What is an Umbrella Policy & Why Do I Need One
Chances are slim that you will lose a lawsuit for an amount greater than what your existing insurance will pay. But if you ever do find yourself in that situation, you could lose your savings and everything you’ve worked for.
A personal umbrella policy is designed to make sure you never have to deal with that nightmare. And it’s a low-cost way to get a significant amount of additional liability coverage.
- Umbrella Insurance is a type of personal liability insurance that covers claims in excess of your homeowners, auto, recreational vehicle and watercraft policy coverage.
- Umbrella Insurance covers not only the policyholder, but also other members of the insured household.
- Umbrella Insurance covers injury to others or damage to their possessions: it doesn’t protect the policyholder’s property.
- Umbrella Insurance is quite inexpensive compared to other types of insurance coverage.
How Does It Work?
Umbrella Insurance kicks in when your “base” liability limits have been reached. Here are a few examples:
You cause a car accident that results in severe injuries for multiple people involved. The medical bills are $600,000 which exceeds your $300,000 in liability auto insurance policy limits. Your umbrella insurance can cover the additional $300,000.

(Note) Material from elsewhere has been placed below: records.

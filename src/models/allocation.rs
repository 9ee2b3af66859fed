//! Per account × stock × strategy allocation record.

use rust_decimal::Decimal;
use serde::{Deserialize, Serialize};

use crate::error::ValidationError;

/// Capital allocation for one account/stock pair under one strategy.
///
/// Sizing uses exactly one of two modes: an absolute ceiling (`max_amount`)
/// or a share of account equity (`fund_percent`). The referenced buy-ratio
/// config is looked up separately by strategy+stock key; this record does not
/// own it.
#[derive(Debug, Clone, Serialize, Deserialize)]
#[serde(rename_all = "camelCase")]
pub struct AccountStockAllocation {
    #[serde(default)]
    pub id: Option<String>,

    pub account_id: String,
    pub stock_code: String,
    pub strategy_id: String,

    /// Absolute capital ceiling for this pair. Exclusive with `fund_percent`.
    #[serde(default)]
    pub max_amount: Option<Decimal>,

    /// Share of account equity, in percent. Exclusive with `max_amount`.
    #[serde(default)]
    pub fund_percent: Option<Decimal>,

    /// Max concurrent unsold buy orders per day.
    #[serde(default = "default_unsold_stack_limit")]
    pub unsold_stack_limit: u32,

    /// Index from which tier-based limiting begins.
    #[serde(default = "default_limit_start_shares")]
    pub limit_start_shares: u32,

    /// Total number of capital slices the allocation divides into.
    #[serde(default = "default_total_fund_shares")]
    pub total_fund_shares: u32,
}

fn default_unsold_stack_limit() -> u32 {
    4
}

fn default_limit_start_shares() -> u32 {
    9
}

fn default_total_fund_shares() -> u32 {
    18
}

impl AccountStockAllocation {
    /// New allocation in max-amount mode with the stock defaults.
    pub fn with_max_amount(
        account_id: impl Into<String>,
        stock_code: impl Into<String>,
        strategy_id: impl Into<String>,
        max_amount: Decimal,
    ) -> Self {
        Self {
            id: None,
            account_id: account_id.into(),
            stock_code: stock_code.into(),
            strategy_id: strategy_id.into(),
            max_amount: Some(max_amount),
            fund_percent: None,
            unsold_stack_limit: default_unsold_stack_limit(),
            limit_start_shares: default_limit_start_shares(),
            total_fund_shares: default_total_fund_shares(),
        }
    }

    /// Check the exactly-one-sizing-mode invariant and the 1-based counters.
    pub fn validate(&self) -> Result<(), ValidationError> {
        match (self.max_amount.is_some(), self.fund_percent.is_some()) {
            (true, false) | (false, true) => {}
            _ => return Err(ValidationError::FundModeAmbiguous),
        }
        if self.unsold_stack_limit < 1 {
            return Err(ValidationError::NonPositiveShares("unsoldStackLimit"));
        }
        if self.limit_start_shares < 1 {
            return Err(ValidationError::NonPositiveShares("limitStartShares"));
        }
        if self.total_fund_shares < 1 {
            return Err(ValidationError::NonPositiveShares("totalFundShares"));
        }
        Ok(())
    }

    /// Effective capital ceiling for display in fund-percent mode: the
    /// percent applied to the live account total. Derived trading figures
    /// never use this; they read `max_amount` only.
    pub fn effective_ceiling(&self, account_total: Decimal) -> Option<Decimal> {
        match (self.max_amount, self.fund_percent) {
            (Some(amount), _) => Some(amount),
            (None, Some(percent)) if account_total > Decimal::ZERO => {
                Some(account_total * percent / Decimal::ONE_HUNDRED)
            }
            _ => None,
        }
    }
}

You cause a serious auto or boating accident. These damages can add up quickly, especially if you’re responsible for the medical bills of multiple people. Your auto or watercraft insurance policy would pay first (up to its maximum policy limit) followed by umbrella insurance.

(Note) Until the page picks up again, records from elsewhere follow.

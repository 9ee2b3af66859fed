//! Split-Ladder Strategy Admin
//!
//! Computational engine behind the admin console for a tiered split-buy
//! equities strategy: capital-allocation figures per account/stock pair, and
//! the save/apply/batch-switch protocol for reusable configuration templates.

mod api;
mod engine;
mod error;
mod models;
#[cfg(test)]
mod test_support;

use std::io::Write;
use std::path::PathBuf;

use anyhow::{bail, Context, Result};
use clap::{Parser, Subcommand};
use rust_decimal::Decimal;
use tracing::{info, Level};
use tracing_subscriber::FmtSubscriber;

use crate::api::{AdminApi, AllocationFilter, HttpAdminClient, TemplateFilter};
use crate::engine::{calculator, ApplyOutcome, LevelSwitchEngine, SwitchTarget, TemplateApplier, TemplateStore};
use crate::models::{
    AccountStockAllocation, BuyRatioConfig, ConfigTemplate, ConfigType, TemplateLevel,
    TimeSegmentConfig,
};

/// Split-ladder strategy admin CLI.
#[derive(Parser)]
#[command(name = "splitladder-admin")]
#[command(about = "Capital allocation figures and config templates for the split-ladder strategy", long_about = None)]
struct Cli {
    /// Base URL of the strategy admin API
    #[arg(long, env = "SPLITLADDER_API_URL", default_value = "http://localhost:8080")]
    api_url: String,

    /// Log level (trace, debug, info, warn, error)
    #[arg(short, long, default_value = "info")]
    log_level: String,

    #[command(subcommand)]
    command: Commands,
}

#[derive(Subcommand)]
enum Commands {
    /// Compute allocation figures for an account/stock pair
    Compute {
        /// Account id
        #[arg(long)]
        account: String,

        /// Stock code
        #[arg(long)]
        stock: String,

        /// Strategy id
        #[arg(long)]
        strategy: String,

        /// Capital ceiling; omit to fetch the stored allocation instead
        #[arg(long)]
        max_amount: Option<Decimal>,

        /// Account total for percentage figures
        #[arg(long)]
        account_total: Option<Decimal>,

        /// File holding the stored buy-ratio JSON; omitted means defaults
        #[arg(long)]
        buy_ratio_file: Option<PathBuf>,
    },

    /// Validate and canonicalize a time-segment config file
    ValidateSegments {
        /// JSON file with a time-segment config
        file: PathBuf,
    },

    /// List templates, optionally narrowed to selected stocks
    ListTemplates {
        /// Template scope: strategy-config or time-segment
        #[arg(long, default_value = "strategy-config")]
        config_type: String,

        /// Filter by source stock code
        #[arg(long)]
        stock: Option<String>,

        /// Filter by strategy id
        #[arg(long)]
        strategy: Option<String>,

        /// Stock codes of pre-selected target rows (narrows the listing)
        #[arg(long)]
        selected: Vec<String>,
    },

    /// Save a config as a reusable template
    SaveTemplate {
        /// Template name (unique within its config type)
        #[arg(long)]
        name: String,

        /// Template scope: strategy-config or time-segment
        #[arg(long, default_value = "strategy-config")]
        config_type: String,

        /// Source stock code; omit for a wildcard template
        #[arg(long)]
        stock: Option<String>,

        /// Strategy id
        #[arg(long)]
        strategy: Option<String>,

        /// JSON file with the template payload
        #[arg(long)]
        payload_file: PathBuf,

        /// Overwrite an existing template without prompting
        #[arg(long)]
        yes: bool,
    },

    /// Delete a template by id
    DeleteTemplate {
        /// Template id
        id: String,
    },

    /// Apply a template onto target allocations
    ApplyTemplate {
        /// Template id
        #[arg(long)]
        template: String,

        /// Target allocation ids
        #[arg(long, required = true)]
        target: Vec<String>,

        /// Overwrite conflicting targets without prompting
        #[arg(long)]
        yes: bool,
    },

    /// Switch a batch of rows to a template level
    SwitchLevel {
        /// Template level (S, A, B, C, D)
        #[arg(long)]
        level: String,

        /// JSON file with the selected target rows
        #[arg(long)]
        targets_file: PathBuf,
    },
}

#[tokio::main]
async fn main() -> Result<()> {
    dotenvy::dotenv().ok();
    let cli = Cli::parse();

    // Setup logging
    let log_level = match cli.log_level.to_lowercase().as_str() {
        "trace" => Level::TRACE,
        "debug" => Level::DEBUG,
        "warn" => Level::WARN,
        "error" => Level::ERROR,
        _ => Level::INFO,
    };

    let subscriber = FmtSubscriber::builder()
        .with_max_level(log_level)
        .with_target(false)
        .finish();
    tracing::subscriber::set_global_default(subscriber)?;

    let client = HttpAdminClient::new(&cli.api_url)?;

    match cli.command {
        Commands::Compute {
            account,
            stock,
            strategy,
            max_amount,
            account_total,
            buy_ratio_file,
        } => {
            let allocation = match max_amount {
                Some(max) => AccountStockAllocation::with_max_amount(account, stock, strategy, max),
                None => fetch_allocation(&client, &account, &stock, &strategy).await?,
            };
            allocation.validate()?;

            let raw = match &buy_ratio_file {
                Some(path) => Some(
                    std::fs::read_to_string(path)
                        .with_context(|| format!("failed to read {}", path.display()))?,
                ),
                None => None,
            };
            let config = BuyRatioConfig::parse(raw.as_deref());

            let figures = calculator::compute(&allocation, &config);
            print_figure("Single amount", figures.single_amount, account_total);
            print_figure("Daily max holding", figures.daily_max_holding, account_total);
            print_figure("Max holding", figures.max_holding, account_total);

            // Fund-percent pairs have no absolute ceiling of their own; show
            // the derived one when the account total is known.
            if allocation.max_amount.is_none() {
                match account_total.and_then(|total| allocation.effective_ceiling(total)) {
                    Some(ceiling) => print_figure("Effective ceiling", ceiling, account_total),
                    None => println!(
                        "Fund-percent mode: supply --account-total to see the effective ceiling."
                    ),
                }
            }
        }

        Commands::ValidateSegments { file } => {
            let raw = std::fs::read_to_string(&file)
                .with_context(|| format!("failed to read {}", file.display()))?;
            let config: TimeSegmentConfig =
                serde_json::from_str(&raw).context("failed to parse time-segment config")?;

            let canonical = config.into_canonical()?;
            println!("{} segments, canonical order:", canonical.entries.len());
            for entry in &canonical.entries {
                println!(
                    "  {}  below {}%  above {}%  profit {}%",
                    entry.time_segment,
                    entry.ma_below_percent.round_dp(2),
                    entry.ma_above_percent.round_dp(2),
                    entry.profit_percent.round_dp(2),
                );
            }
        }

        Commands::ListTemplates {
            config_type,
            stock,
            strategy,
            selected,
        } => {
            let config_type = parse_config_type(&config_type)?;
            let store = TemplateStore::new(&client);
            let filter = TemplateFilter {
                source_stock_code: stock,
                strategy_id: strategy,
            };

            let templates = store.list(config_type, &filter, &selected).await?;
            if templates.is_empty() {
                println!("No templates found.");
                return Ok(());
            }

            println!("\n{:<10} {:<28} {:<10} {:<12}", "ID", "NAME", "SOURCE", "MARKET CAP");
            println!("{}", "-".repeat(64));
            for template in templates {
                println!(
                    "{:<10} {:<28} {:<10} {:<12}",
                    template.id.as_deref().unwrap_or("-"),
                    template.template_name,
                    template.source_stock_code.as_deref().unwrap_or("*"),
                    market_cap_band(&template),
                );
            }
        }

        Commands::SaveTemplate {
            name,
            config_type,
            stock,
            strategy,
            payload_file,
            yes,
        } => {
            let payload: serde_json::Value = serde_json::from_str(
                &std::fs::read_to_string(&payload_file)
                    .with_context(|| format!("failed to read {}", payload_file.display()))?,
            )
            .context("failed to parse template payload")?;

            let template = ConfigTemplate {
                id: None,
                template_name: name.clone(),
                config_type: parse_config_type(&config_type)?,
                source_stock_code: stock,
                strategy_id: strategy,
                min_market_cap: None,
                max_market_cap: None,
                payload,
                created_at: None,
            };

            let applier = TemplateApplier::new(&client);
            let outcome = applier
                .save_as_template(&template, |message| confirm_overwrite(message, yes))
                .await;
            finish_apply(outcome, &format!("Template \"{name}\" saved."))?;
        }

        Commands::DeleteTemplate { id } => {
            let store = TemplateStore::new(&client);
            store.delete(&id).await?;
            println!("Template {id} deleted.");
        }

        Commands::ApplyTemplate {
            template,
            target,
            yes,
        } => {
            info!(template = %template, targets = target.len(), "applying template");

            let applier = TemplateApplier::new(&client);
            let outcome = applier
                .apply_to_targets(&template, &target, |message| confirm_overwrite(message, yes))
                .await;
            finish_apply(
                outcome,
                &format!("Template applied to {} target(s).", target.len()),
            )?;
        }

        Commands::SwitchLevel {
            level,
            targets_file,
        } => {
            let level: TemplateLevel = level.parse().map_err(|err: String| anyhow::anyhow!(err))?;
            let targets: Vec<SwitchTarget> = serde_json::from_str(
                &std::fs::read_to_string(&targets_file)
                    .with_context(|| format!("failed to read {}", targets_file.display()))?,
            )
            .context("failed to parse switch targets")?;

            let engine = LevelSwitchEngine::new(&client);
            let report = engine.switch_level(&targets, level).await;

            println!("\nStatus: {:?}", report.status);
            println!(
                "Processed {} | succeeded {} | no config {} | failed {}",
                report.total_process_count,
                report.total_success_count,
                report.total_no_config_count,
                report.total_failure_count,
            );
            for category in &report.categories {
                println!(
                    "  {:?}: {} processed, {} succeeded, {} no config, {} failed",
                    category.kind,
                    category.process_count,
                    category.success_count,
                    category.no_config_count,
                    category.failure_count,
                );
            }
            if !report.no_config_list.is_empty() {
                println!("\nNo template registered for:");
                for entry in &report.no_config_list {
                    match &entry.account_id {
                        Some(account) => println!("  {} ({})", entry.stock_code, account),
                        None => println!("  {}", entry.stock_code),
                    }
                }
            }
        }
    }

    Ok(())
}

async fn fetch_allocation(
    client: &HttpAdminClient,
    account: &str,
    stock: &str,
    strategy: &str,
) -> Result<AccountStockAllocation> {
    let filter = AllocationFilter {
        account_id: Some(account.to_string()),
        stock_code: Some(stock.to_string()),
        strategy_id: Some(strategy.to_string()),
    };
    let mut allocations = client.list_allocations(&filter).await?;
    if allocations.is_empty() {
        bail!("no allocation found for {account}/{stock}/{strategy}");
    }
    Ok(allocations.remove(0))
}

fn parse_config_type(value: &str) -> Result<ConfigType> {
    match value.to_lowercase().as_str() {
        "strategy-config" | "strategy" => Ok(ConfigType::StrategyConfig),
        "time-segment" | "segment" => Ok(ConfigType::TimeSegment),
        other => bail!("unknown config type \"{other}\" (expected strategy-config or time-segment)"),
    }
}

/// Money is kept at full precision internally; 2dp rounding happens here.
fn print_figure(label: &str, amount: Decimal, account_total: Option<Decimal>) {
    let ratio = account_total.and_then(|total| calculator::account_ratio(amount, total));
    match ratio {
        Some(ratio) => println!(
            "{:<18} {:>14}  ({}% of account)",
            label,
            amount.round_dp(2),
            ratio.round_dp(2)
        ),
        None => println!("{:<18} {:>14}", label, amount.round_dp(2)),
    }
}

fn market_cap_band(template: &ConfigTemplate) -> String {
    match (template.min_market_cap, template.max_market_cap) {
        (None, None) => "-".to_string(),
        (min, max) => format!(
            "{}..{}",
            min.map(|v| v.to_string()).unwrap_or_default(),
            max.map(|v| v.to_string()).unwrap_or_default()
        ),
    }
}

fn confirm_overwrite(message: &str, assume_yes: bool) -> bool {
    if assume_yes {
        return true;
    }
    print!("{message}. Overwrite? [y/N] ");
    let _ = std::io::stdout().flush();

    let mut answer = String::new();
    if std::io::stdin().read_line(&mut answer).is_err() {
        return false;
    }
    matches!(answer.trim(), "y" | "Y" | "yes")
}

fn finish_apply(outcome: ApplyOutcome, success_message: &str) -> Result<()> {
    match outcome {
        ApplyOutcome::Applied => {
            println!("{success_message}");
            Ok(())
        }
        ApplyOutcome::Aborted => {
            println!("Aborted; nothing changed.");
            Ok(())
        }
        ApplyOutcome::Failed(message) => bail!(message),
    }
}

Your dog bites someone. Dog bites are typically covered by a homeowners insurance policy. But if you’re sued for an amount above your home insurance liability limits (such as medical bills and pain and suffering), your umbrella policy would start paying.
You drive your car into a building. It happens–someone is parked close to a convenience store and they put the car in drive rather than reverse, causing extensive building damage. An auto insurance policy would pay for the property damage first, followed by an umbrella policy.
You accidentally injure someone. If you or a family member accidentally injures someone, umbrella insurance will pay when auto or home insurance is exhausted. For example, say your son accidentally throws a baseball into someone’s face, causing serious injury. Your homeowners liability insurance will pay first, followed by umbrella insurance.
You’re on a board of directors of a charity and are sued for a board-related issue. Depending on whether the board is a non-profit and whether you’re paid for your service, an umbrella policy may provide coverage for lawsuits against you related to your work on a board of directors.
What’s Excluded from an Umbrella Policy?
Here’s a list of a few things an umbrella policy does not include :
-Your own injuries
-Damage to your own personal belongings
-Intentional or criminal acts
Umbrella coverage never covers your own costs. It is there to help cover expenses if you are sued for damages and are found at-fault.
Who needs an Umbrella Policy?
Umbrella policies aren’t always necessary. If your standard insurance plan for car, home, or other offers sufficient liability coverage, then you don’t need umbrella coverage. But what’s “sufficient liability coverage”?
Imagine that you got into an accident and totaled someone else’s car. They had to go to the hospital. They sue you for the cost of their car damage, their medical expenses, lost time at work, physical therapy, and pain and suffering. Let’s say these costs come out to $500,000. You only have $300,000 in assets. That means that they could sue you for everything you have plus $200,000.
Or let’s say that you have assets worth $1.2 million. They could sue you for even more in damages, especially pain and suffering, and take all your savings. Those with significant assets have more at risk of being “taken” from them in a lawsuit. Often, if your assets drastically exceed your homeowners’ liability, an umbrella policy is a good idea.
You’ll also want an umbrella policy if you do anything that increases your personal liability. For example, volunteering, serving on the board of a nonprofit, or coaching your kids’ sports team can increase your risk of getting sued personally. Or if you play in a sports league where you hurt others, if you are a landlord, or you have a pool, own a trampoline or dog. You could even put yourself at risk if you constantly review products and businesses, because they could sue you for slander!
If there is a chance someone could sue you for some sort of damages, an umbrella policy is usually a good defense.
Everyone could benefit from umbrella insurance. One lawsuit could destroy everything you’ve worked for. A small annual fee can help you create peace of mind that you won’t end up losing your home or car—or even end up in debt—due to a lawsuit.